◆ **TASK INPUTS**:

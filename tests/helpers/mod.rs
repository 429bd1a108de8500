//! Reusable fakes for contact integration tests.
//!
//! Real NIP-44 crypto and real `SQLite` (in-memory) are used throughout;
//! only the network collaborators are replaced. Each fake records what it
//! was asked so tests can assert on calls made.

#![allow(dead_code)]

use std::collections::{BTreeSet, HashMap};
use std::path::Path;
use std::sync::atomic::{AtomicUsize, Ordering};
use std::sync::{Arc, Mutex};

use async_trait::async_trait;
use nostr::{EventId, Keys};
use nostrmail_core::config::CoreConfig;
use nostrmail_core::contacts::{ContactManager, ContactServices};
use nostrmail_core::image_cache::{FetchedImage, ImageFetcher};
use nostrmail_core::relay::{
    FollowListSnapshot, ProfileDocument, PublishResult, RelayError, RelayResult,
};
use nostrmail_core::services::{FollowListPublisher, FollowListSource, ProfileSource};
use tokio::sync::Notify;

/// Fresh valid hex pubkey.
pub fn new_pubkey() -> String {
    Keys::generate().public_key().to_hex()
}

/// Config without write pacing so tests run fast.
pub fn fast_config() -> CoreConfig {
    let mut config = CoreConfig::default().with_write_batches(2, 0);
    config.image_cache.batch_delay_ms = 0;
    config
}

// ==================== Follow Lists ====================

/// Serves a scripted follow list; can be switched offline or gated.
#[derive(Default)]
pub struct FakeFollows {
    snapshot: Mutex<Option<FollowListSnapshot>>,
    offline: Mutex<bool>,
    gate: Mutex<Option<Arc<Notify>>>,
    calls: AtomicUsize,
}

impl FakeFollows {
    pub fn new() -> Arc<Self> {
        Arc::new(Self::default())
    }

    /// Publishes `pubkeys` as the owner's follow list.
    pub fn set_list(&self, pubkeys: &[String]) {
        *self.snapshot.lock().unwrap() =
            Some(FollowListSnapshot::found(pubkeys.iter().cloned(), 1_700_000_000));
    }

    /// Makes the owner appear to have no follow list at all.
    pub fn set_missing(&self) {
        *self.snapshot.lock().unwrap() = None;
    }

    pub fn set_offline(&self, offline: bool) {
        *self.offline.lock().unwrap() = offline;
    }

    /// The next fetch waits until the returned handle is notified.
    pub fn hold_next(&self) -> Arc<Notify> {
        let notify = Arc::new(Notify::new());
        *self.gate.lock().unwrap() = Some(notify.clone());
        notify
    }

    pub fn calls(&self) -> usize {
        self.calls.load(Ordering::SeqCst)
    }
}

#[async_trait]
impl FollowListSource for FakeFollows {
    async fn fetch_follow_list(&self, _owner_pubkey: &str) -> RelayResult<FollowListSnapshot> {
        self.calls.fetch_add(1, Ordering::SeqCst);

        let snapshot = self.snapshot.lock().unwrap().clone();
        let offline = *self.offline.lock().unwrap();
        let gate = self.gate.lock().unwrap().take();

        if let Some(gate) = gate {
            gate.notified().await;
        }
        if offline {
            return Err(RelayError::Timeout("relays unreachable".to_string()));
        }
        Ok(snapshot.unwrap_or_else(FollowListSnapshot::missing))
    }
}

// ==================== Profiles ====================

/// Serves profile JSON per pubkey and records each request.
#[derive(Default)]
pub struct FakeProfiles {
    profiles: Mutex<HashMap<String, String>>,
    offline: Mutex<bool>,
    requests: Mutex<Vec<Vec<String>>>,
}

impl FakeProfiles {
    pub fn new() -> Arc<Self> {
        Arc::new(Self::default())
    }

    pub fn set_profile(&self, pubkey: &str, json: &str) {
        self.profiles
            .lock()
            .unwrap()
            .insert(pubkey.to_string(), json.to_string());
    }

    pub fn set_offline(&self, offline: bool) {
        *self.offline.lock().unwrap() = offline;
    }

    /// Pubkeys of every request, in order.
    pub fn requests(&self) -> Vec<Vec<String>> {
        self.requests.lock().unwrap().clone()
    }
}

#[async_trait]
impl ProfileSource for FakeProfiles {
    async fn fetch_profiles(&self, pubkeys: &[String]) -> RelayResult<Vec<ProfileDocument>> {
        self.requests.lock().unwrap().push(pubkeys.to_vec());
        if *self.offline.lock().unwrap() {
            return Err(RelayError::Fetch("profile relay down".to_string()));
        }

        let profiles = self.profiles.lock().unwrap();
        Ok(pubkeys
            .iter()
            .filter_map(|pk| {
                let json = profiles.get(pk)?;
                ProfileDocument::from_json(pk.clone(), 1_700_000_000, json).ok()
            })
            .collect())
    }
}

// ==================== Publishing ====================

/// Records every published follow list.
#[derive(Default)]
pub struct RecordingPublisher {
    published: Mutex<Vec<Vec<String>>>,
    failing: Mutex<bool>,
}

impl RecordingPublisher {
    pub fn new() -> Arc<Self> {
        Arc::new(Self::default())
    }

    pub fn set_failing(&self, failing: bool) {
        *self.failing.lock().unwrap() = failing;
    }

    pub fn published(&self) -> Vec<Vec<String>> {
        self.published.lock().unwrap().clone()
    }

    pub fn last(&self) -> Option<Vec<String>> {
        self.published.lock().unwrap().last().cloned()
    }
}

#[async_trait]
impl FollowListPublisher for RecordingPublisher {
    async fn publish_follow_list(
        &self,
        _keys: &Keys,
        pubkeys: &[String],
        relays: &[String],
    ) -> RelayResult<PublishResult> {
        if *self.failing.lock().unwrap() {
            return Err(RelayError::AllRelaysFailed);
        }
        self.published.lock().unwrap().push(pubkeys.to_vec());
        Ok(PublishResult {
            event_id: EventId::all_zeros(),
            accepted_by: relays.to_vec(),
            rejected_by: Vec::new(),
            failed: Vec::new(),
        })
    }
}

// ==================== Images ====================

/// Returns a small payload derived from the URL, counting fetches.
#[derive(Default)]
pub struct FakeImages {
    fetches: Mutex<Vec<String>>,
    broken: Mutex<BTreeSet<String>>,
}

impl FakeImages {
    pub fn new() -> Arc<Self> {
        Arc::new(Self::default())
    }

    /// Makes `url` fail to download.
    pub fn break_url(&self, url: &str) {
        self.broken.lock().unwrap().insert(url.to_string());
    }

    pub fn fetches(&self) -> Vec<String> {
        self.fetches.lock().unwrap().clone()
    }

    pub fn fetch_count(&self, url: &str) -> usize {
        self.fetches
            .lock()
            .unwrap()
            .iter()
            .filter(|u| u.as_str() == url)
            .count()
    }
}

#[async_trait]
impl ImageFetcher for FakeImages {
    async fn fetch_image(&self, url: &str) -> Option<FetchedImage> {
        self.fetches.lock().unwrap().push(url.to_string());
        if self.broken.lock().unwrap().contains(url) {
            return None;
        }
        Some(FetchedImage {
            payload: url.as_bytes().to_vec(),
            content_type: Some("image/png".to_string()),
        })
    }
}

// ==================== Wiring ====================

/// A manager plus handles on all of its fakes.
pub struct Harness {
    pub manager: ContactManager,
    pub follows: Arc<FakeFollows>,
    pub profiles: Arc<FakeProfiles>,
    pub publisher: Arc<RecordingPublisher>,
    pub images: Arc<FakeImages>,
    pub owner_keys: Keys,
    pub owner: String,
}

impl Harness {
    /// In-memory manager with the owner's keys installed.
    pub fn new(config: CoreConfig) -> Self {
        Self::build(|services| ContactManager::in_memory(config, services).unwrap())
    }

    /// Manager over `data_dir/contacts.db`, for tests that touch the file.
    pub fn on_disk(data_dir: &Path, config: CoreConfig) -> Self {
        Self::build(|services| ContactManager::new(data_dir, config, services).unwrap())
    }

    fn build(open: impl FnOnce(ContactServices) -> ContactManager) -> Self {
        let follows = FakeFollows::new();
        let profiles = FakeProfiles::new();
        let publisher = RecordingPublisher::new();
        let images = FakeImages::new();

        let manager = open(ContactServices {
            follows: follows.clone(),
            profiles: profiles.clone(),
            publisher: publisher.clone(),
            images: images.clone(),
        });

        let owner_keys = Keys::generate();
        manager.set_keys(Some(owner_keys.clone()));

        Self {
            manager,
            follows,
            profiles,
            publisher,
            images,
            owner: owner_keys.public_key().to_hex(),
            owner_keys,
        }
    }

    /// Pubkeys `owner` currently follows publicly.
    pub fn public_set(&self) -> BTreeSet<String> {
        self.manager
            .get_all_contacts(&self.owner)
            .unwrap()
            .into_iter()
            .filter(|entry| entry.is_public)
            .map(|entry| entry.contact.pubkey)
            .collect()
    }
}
---
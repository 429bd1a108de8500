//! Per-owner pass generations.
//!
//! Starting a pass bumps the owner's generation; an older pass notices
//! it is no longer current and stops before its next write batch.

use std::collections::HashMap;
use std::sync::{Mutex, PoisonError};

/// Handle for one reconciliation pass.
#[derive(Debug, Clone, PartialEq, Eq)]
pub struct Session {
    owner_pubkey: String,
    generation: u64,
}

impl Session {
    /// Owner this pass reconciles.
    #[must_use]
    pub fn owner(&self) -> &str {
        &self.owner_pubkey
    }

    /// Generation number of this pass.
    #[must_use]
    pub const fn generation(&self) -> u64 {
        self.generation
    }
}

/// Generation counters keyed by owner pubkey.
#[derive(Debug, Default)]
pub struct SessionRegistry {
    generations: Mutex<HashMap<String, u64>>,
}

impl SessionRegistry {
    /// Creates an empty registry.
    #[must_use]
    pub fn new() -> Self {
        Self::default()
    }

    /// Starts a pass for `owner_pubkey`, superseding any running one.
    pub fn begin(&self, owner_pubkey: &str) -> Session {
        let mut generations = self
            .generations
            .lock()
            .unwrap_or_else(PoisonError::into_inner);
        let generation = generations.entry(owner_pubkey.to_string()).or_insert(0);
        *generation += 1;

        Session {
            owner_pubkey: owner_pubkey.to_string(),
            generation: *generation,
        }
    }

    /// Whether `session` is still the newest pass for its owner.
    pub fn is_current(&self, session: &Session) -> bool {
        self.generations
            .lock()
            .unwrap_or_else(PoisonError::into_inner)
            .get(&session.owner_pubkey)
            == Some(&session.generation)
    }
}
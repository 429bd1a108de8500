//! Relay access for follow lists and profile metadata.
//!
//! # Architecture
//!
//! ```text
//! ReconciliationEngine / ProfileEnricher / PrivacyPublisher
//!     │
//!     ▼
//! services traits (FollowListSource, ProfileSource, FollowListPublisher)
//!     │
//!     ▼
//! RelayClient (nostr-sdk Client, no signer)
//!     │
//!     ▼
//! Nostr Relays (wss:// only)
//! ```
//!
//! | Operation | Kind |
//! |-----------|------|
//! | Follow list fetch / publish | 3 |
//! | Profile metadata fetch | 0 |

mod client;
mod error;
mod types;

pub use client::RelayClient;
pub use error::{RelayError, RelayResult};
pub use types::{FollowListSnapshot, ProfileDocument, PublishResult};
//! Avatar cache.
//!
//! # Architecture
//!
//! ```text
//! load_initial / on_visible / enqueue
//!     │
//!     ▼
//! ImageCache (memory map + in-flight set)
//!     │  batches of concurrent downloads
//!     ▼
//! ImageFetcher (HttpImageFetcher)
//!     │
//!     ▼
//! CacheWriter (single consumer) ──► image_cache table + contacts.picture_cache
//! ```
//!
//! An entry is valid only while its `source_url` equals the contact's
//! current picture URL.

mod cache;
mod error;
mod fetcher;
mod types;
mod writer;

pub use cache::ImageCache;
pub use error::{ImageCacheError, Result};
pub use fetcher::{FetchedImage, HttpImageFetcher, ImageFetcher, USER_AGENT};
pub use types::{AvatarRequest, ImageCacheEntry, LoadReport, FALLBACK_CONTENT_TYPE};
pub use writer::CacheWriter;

◆ **WHAT YOU HAVE TO DO**: In the entries above, find the line holding "filename tests/helpers/mod.rs" and the line holding "use std::path::Path;"; print both of them and every line between, exactly, and nothing else.

◆ **SOLUTION**:
filename tests/helpers/mod.rs
repository 429bd1a108de8500
//! Reusable fakes for contact integration tests.
//!
//! Real NIP-44 crypto and real `SQLite` (in-memory) are used throughout;
//! only the network collaborators are replaced. Each fake records what it
//! was asked so tests can assert on calls made.

#![allow(dead_code)]

use std::collections::{BTreeSet, HashMap};
use std::path::Path;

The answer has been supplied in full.